Survey: 300 “Doctors” Do Late Abortions, 140 When Baby Feels Pain

National   |   Steven Ertelt   |   Nov 25, 2010   |   12:06PM   |   Washington, DC

With controversial late-term abortion practitioner LeRoy Carhart getting national attention over plans to expand his abortion business, a little-known 2008 study is gaining new attention.

The Guttmacher Institute, a pro-abortion research organization previously affiliated with Planned Parenthood, released a study in 2008 titled “Abortion in the United States: Incidence and Access to Services, 2005.”

The study found there were at least 1,787 abortion “doctors” in the United States but it revealed stark numbers when it comes to those who do abortions later in pregnancy.

Of the 1,787, the study found that “[t]wenty percent of providers offered abortions after 20 weeks [LMP], and only 8% at 24 weeks [LMP].”

Though the numbers seem small, that translates to at least 300 “doctors” who who will perform abortions after 20 weeks LMP like LeRoy Carhart and, of those, 140 willing to perform abortions at 24 weeks LMP.

Mary Balch, an attorney who handle state legislation for the National Right to Life Committee, says the numbers are important because mainstream media outlets have attempted to make it appear there are very few practitioners willing to do late or late-term abortions.

“In an interview with Colorado abortionist Warren Hern published online November 5, 2010, Time Magazine perpetuated the prevalent myth that there are few, if any abortionists who perform abortions late in pregnancy,” she told LifeNews.com. “The Washington Post’s Rob Stein also furthered the myth in a November 10 piece saying that Carhart is ‘is one of the few in the country to perform abortions late in pregnancy.”

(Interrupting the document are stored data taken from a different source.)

use thiserror::Error;

/// Typed error hierarchy for every result-store operation.
///
/// Callers can match on the variant that matters to them (a pipeline
/// retrying on `NotFound` vs. surfacing `Validation` to the user)
/// while everything still propagates with `?`.
#[derive(Debug, Error)]
pub enum StoreError {
    /// Malformed or out-of-range input rejected at the write boundary.
    #[error("validation failed: {0}")]
    Validation(String),

    /// A referenced podcast or analysis does not exist.
    #[error("not found: {0}")]
    NotFound(String),

    /// A status move outside the allowed monotonic transitions.
    #[error("invalid status transition: {0}")]
    InvalidTransition(String),

    /// Constraint violation surfaced by SQLite (duplicate key,
    /// would-be orphan). Should be unreachable through the public
    /// API, but never swallowed when it happens.
    #[error("integrity violation: {0}")]
    Integrity(String),

    #[error("database error: {0}")]
    Database(#[from] rusqlite::Error),
}

impl From<serde_json::Error> for StoreError {
    fn from(e: serde_json::Error) -> Self {
        StoreError::Validation(e.to_string())
    }
}
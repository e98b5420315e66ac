use std::str::FromStr;
use std::sync::OnceLock;

use regex::Regex;
use serde::{Deserialize, Serialize};

use crate::error::StoreError;

/// Processing lifecycle of an uploaded podcast.
///
/// Transitions are monotonic: `uploaded -> processing -> completed`
/// or `uploaded -> processing -> failed`. `completed` and `failed`
/// are terminal.
#[derive(Debug, Clone, Copy, PartialEq, Eq, Serialize, Deserialize)]
#[serde(rename_all = "snake_case")]
pub enum PodcastStatus {
    Uploaded,
    Processing,
    Completed,
    Failed,
}

impl Default for PodcastStatus {
    fn default() -> Self {
        Self::Uploaded
    }
}

impl PodcastStatus {
    pub fn as_str(&self) -> &'static str {
        match self {
            Self::Uploaded => "uploaded",
            Self::Processing => "processing",
            Self::Completed => "completed",
            Self::Failed => "failed",
        }
    }

    /// Whether moving from `self` to `next` is one of the allowed
    /// monotonic transitions.
    pub fn can_transition_to(&self, next: PodcastStatus) -> bool {
        matches!(
            (self, next),
            (Self::Uploaded, Self::Processing)
                | (Self::Processing, Self::Completed)
                | (Self::Processing, Self::Failed)
        )
    }
}

impl std::fmt::Display for PodcastStatus {
    fn fmt(&self, f: &mut std::fmt::Formatter<'_>) -> std::fmt::Result {
        write!(f, "{}", self.as_str())
    }
}

impl FromStr for PodcastStatus {
    type Err = StoreError;

    fn from_str(s: &str) -> Result<Self, Self::Err> {
        match s {
            "uploaded" => Ok(Self::Uploaded),
            "processing" => Ok(Self::Processing),
            "completed" => Ok(Self::Completed),
            "failed" => Ok(Self::Failed),
            _ => Err(StoreError::Validation(format!(
                "unknown podcast status '{}'",
                s
            ))),
        }
    }
}

/// Coarse bias rating derived from `bias_score` by the analyzer.
///
/// Thresholds: a score of 20 or less is Low, under 50 is Moderate,
/// otherwise High.
#[derive(Debug, Clone, Copy, PartialEq, Eq, Serialize, Deserialize)]
pub enum BiasLevel {
    Low,
    Moderate,
    High,
}

impl BiasLevel {
    pub fn as_str(&self) -> &'static str {
        match self {
            Self::Low => "Low",
            Self::Moderate => "Moderate",
            Self::High => "High",
        }
    }

    /// The level the analyzer's thresholds assign to a score.
    pub fn for_score(score: i64) -> Self {
        if score <= 20 {
            Self::Low
        } else if score < 50 {
            Self::Moderate
        } else {
            Self::High
        }
    }
}

impl std::fmt::Display for BiasLevel {
    fn fmt(&self, f: &mut std::fmt::Formatter<'_>) -> std::fmt::Result {
        write!(f, "{}", self.as_str())
    }
}

impl FromStr for BiasLevel {
    type Err = StoreError;

    fn from_str(s: &str) -> Result<Self, Self::Err> {
        match s {
            "Low" => Ok(Self::Low),
            "Moderate" => Ok(Self::Moderate),
            "High" => Ok(Self::High),
            _ => Err(StoreError::Validation(format!(
                "unknown bias level '{}'",
                s
            ))),
        }
    }
}

/// Lexicon category a flagged phrase belongs to.
#[derive(Debug, Clone, Copy, PartialEq, Eq, Serialize, Deserialize)]
#[serde(rename_all = "snake_case")]
pub enum BiasCategory {
    PoliticalLeft,
    PoliticalRight,
    Gender,
    Loaded,
    Weasel,
}

impl BiasCategory {
    pub fn as_str(&self) -> &'static str {
        match self {
            Self::PoliticalLeft => "political_left",
            Self::PoliticalRight => "political_right",
            Self::Gender => "gender",
            Self::Loaded => "loaded",
            Self::Weasel => "weasel",
        }
    }
}

impl std::fmt::Display for BiasCategory {
    fn fmt(&self, f: &mut std::fmt::Formatter<'_>) -> std::fmt::Result {
        write!(f, "{}", self.as_str())
    }
}

impl FromStr for BiasCategory {
    type Err = StoreError;

    fn from_str(s: &str) -> Result<Self, Self::Err> {
        match s {
            "political_left" => Ok(Self::PoliticalLeft),
            "political_right" => Ok(Self::PoliticalRight),
            "gender" => Ok(Self::Gender),
            "loaded" => Ok(Self::Loaded),
            "weasel" => Ok(Self::Weasel),
            _ => Err(StoreError::Validation(format!(
                "unknown bias category '{}'",
                s
            ))),
        }
    }
}

#[derive(Debug, Clone, Copy, PartialEq, Eq, Serialize, Deserialize)]
#[serde(rename_all = "snake_case")]
pub enum Severity {
    Low,
    Medium,
    High,
}

impl Severity {
    pub fn as_str(&self) -> &'static str {
        match self {
            Self::Low => "low",
            Self::Medium => "medium",
            Self::High => "high",
        }
    }
}

impl std::fmt::Display for Severity {
    fn fmt(&self, f: &mut std::fmt::Formatter<'_>) -> std::fmt::Result {
        write!(f, "{}", self.as_str())
    }
}

impl FromStr for Severity {
    type Err = StoreError;

    fn from_str(s: &str) -> Result<Self, Self::Err> {
        match s {
            "low" => Ok(Self::Low),
            "medium" => Ok(Self::Medium),
            "high" => Ok(Self::High),
            _ => Err(StoreError::Validation(format!("unknown severity '{}'", s))),
        }
    }
}

/// An uploaded audio asset and its processing state.
#[derive(Debug, Clone, Serialize, Deserialize)]
pub struct Podcast {
    pub id: String,
    pub filename: String,
    pub original_filename: Option<String>,
    pub file_size: i64,
    pub duration: Option<f64>,
    pub language: String,
    pub upload_date: String,
    pub file_path: String,
    pub transcript_path: Option<String>,
    pub status: PodcastStatus,
    pub error_message: Option<String>,
}

/// Metadata supplied by the ingester when registering an upload.
///
/// `id` is optional: the ingester may assign its own UUID, otherwise
/// the store generates a v4. `upload_date` defaults to now.
#[derive(Debug, Clone, Default, Serialize, Deserialize)]
pub struct NewPodcast {
    pub id: Option<String>,
    pub filename: String,
    pub original_filename: Option<String>,
    pub file_size: i64,
    pub duration: Option<f64>,
    pub language: Option<String>,
    pub upload_date: Option<chrono::DateTime<chrono::Utc>>,
    pub file_path: String,
    pub transcript_path: Option<String>,
}

/// One scoring run's aggregate results for a podcast.
#[derive(Debug, Clone, Serialize, Deserialize)]
pub struct Analysis {
    pub id: i64,
    pub podcast_id: String,
    pub sentiment_positive_pct: f64,
    pub sentiment_neutral_pct: f64,
    pub sentiment_negative_pct: f64,
    pub sentiment_score: f64,
    pub dominant_tone: String,
    pub tone_calm_pct: f64,
    pub tone_aggressive_pct: f64,
    pub tone_persuasive_pct: f64,
    pub tone_anxious_pct: f64,
    pub tone_confident_pct: f64,
    pub tone_excited_pct: f64,
    pub bias_score: i64,
    pub bias_level: BiasLevel,
    pub bias_flags_count: i64,
    pub processing_time: Option<f64>,
    pub created_at: String,
    pub result_json_path: Option<String>,
}

/// Metrics computed by the analysis pipeline for one scoring run.
#[derive(Debug, Clone, Serialize, Deserialize)]
pub struct NewAnalysis {
    pub sentiment_positive_pct: f64,
    pub sentiment_neutral_pct: f64,
    pub sentiment_negative_pct: f64,
    pub sentiment_score: f64,
    pub dominant_tone: String,
    pub tone_calm_pct: f64,
    pub tone_aggressive_pct: f64,
    pub tone_persuasive_pct: f64,
    pub tone_anxious_pct: f64,
    pub tone_confident_pct: f64,
    pub tone_excited_pct: f64,
    pub bias_score: i64,
    pub bias_level: BiasLevel,
    pub processing_time: Option<f64>,
    pub result_json_path: Option<String>,
}

/// One detected biased phrase instance within an analysis.
#[derive(Debug, Clone, Serialize, Deserialize)]
pub struct BiasFlag {
    pub id: i64,
    pub analysis_id: i64,
    pub phrase: String,
    pub category: BiasCategory,
    pub severity: Severity,
    pub sentence: Option<String>,
    pub context: Option<String>,
    pub timestamp: String,
    pub timestamp_seconds: f64,
}

#[derive(Debug, Clone, Serialize, Deserialize)]
pub struct NewBiasFlag {
    pub phrase: String,
    pub category: BiasCategory,
    pub severity: Severity,
    pub sentence: Option<String>,
    pub context: Option<String>,
    pub timestamp: String,
    pub timestamp_seconds: f64,
}

/// Aggregate counts across the whole store.
#[derive(Debug, Clone, Serialize, Deserialize)]
pub struct StoreStats {
    pub total_podcasts: i64,
    pub total_analyses: i64,
    pub avg_bias_score: f64,
    pub avg_sentiment_score: f64,
}

fn timestamp_re() -> &'static Regex {
    static RE: OnceLock<Regex> = OnceLock::new();
    RE.get_or_init(|| Regex::new(r"^(\d{1,4}):([0-5]\d)$").unwrap())
}

fn language_re() -> &'static Regex {
    static RE: OnceLock<Regex> = OnceLock::new();
    RE.get_or_init(|| Regex::new(r"^[a-z]{2,3}(-[A-Z]{2})?$").unwrap())
}

/// Parse a display timestamp like `"02:05"` into whole seconds.
pub fn parse_timestamp(ts: &str) -> Result<f64, StoreError> {
    let caps = timestamp_re().captures(ts).ok_or_else(|| {
        StoreError::Validation(format!("timestamp '{}' is not in MM:SS format", ts))
    })?;
    // Capture groups are all-digit, parse cannot fail
    let minutes: f64 = caps[1].parse().unwrap();
    let seconds: f64 = caps[2].parse().unwrap();
    Ok(minutes * 60.0 + seconds)
}

/// Validate a language tag (`en`, `pt-BR`, ...).
pub fn is_valid_language(lang: &str) -> bool {
    language_re().is_match(lang)
}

“The truth is, abortions in the fifth month of pregnancy and later are widely available,” she added.

But National Right to Life may have found a way to put these abortion practitioners out of business — by using a new type of state law that drove Carhart to seek opportunities to do late abortions elsewhere.

Carhart’s decision to move operations resulted from Nebraska’s enactment of the Pain-Capable Unborn Child Protection Act earlier this year.  The law took effect October 15 and it protects unborn children in the fifth and sixth month of pregnancy or later by prohibiting abortion after 20 weeks following conception.

“Nebraska’s groundbreaking law protecting pain-capable unborn children is an example for other states in the nation,” Balch says. “LeRoy Carhart’s hopscotching around the nation to find areas that allow abortion for any reason, at any time, underscores the need for other states to pass similar legislation to put Carhart and the hundreds of other abortionists who perform abortions late in pregnancy out of business.”

“That more than 140 abortion providers are willing to kill unborn children who are capable of feeling the excruciating pain of abortion is a tragedy – a tragedy that we can easily stop in the state legislatures,” Balch told LifeNews.com.

The legislation is sorely needed because there are more late abortions and late-term abortions taking place in the United States than most people probably realize.

A May 2010 briefing by the Guttmacher Institute reveals .5% of the estimated more than 1.2 million elective abortions performed annually in the United States are on unborn children at 21 weeks LMP (19 weeks postfertilization) or older.

This translates to roughly 18,000 abortions annually – a substantial number of which probably occur at 22 weeks LMP or later, which is past the point that the best evidence indicates that the unborn child is fully capable of feeling pain (a point that may well occur earlier).

Balch says those findings are generally corroborated by the Centers for Disease Control Abortion Surveillance Report for 2006, released in November 2009.

In the 43 reporting areas for 2006 which reported gestational age to the CDC for its report, at least 1.3% of abortions were performed at 21 weeks or later and several states either submitted no data or did not accurately report the age of the baby at the time of the abortion.

Not only does the legislation have the effect of prohibiting late abortions, Balch says it has a tremendous educational value by showing the public how abortions cause great pain for unborn children.

“Since 2007, medical research, triggered by the identification of consciousness in children lacking a cortex from birth, has indicated that nerve connection to the cortex is not essential to experience pain,” the NRLC attorney notes. “In fact, informed specialists have concluded that the subcortical plate, to which nerves from the pain receptors are linking at 20 weeks postfertilization, fulfills that function.”

Scientific studies dating back to 1987 confirm the existence of fetal pain at 20 weeks postfertilization (22 weeks LMP).  [related]

The ability to target late and late-term abortions via this state legislation is so important that NRLC is planning a state legislative forum for pro-life leaders and state legislators on December 7.

“With pro-life electoral gains on November 2, the spring legislative sessions gives us a tremendous opportunity to enact a variety of protective pro-life laws in many states and put an end to abortions after the unborn child is capable of feeling pain,” Balch concludes. “Our number one priority at the state level is protecting mothers and their unborn children from the abortion industry and we have pro-life legislative majorities across the country to help make that happen.”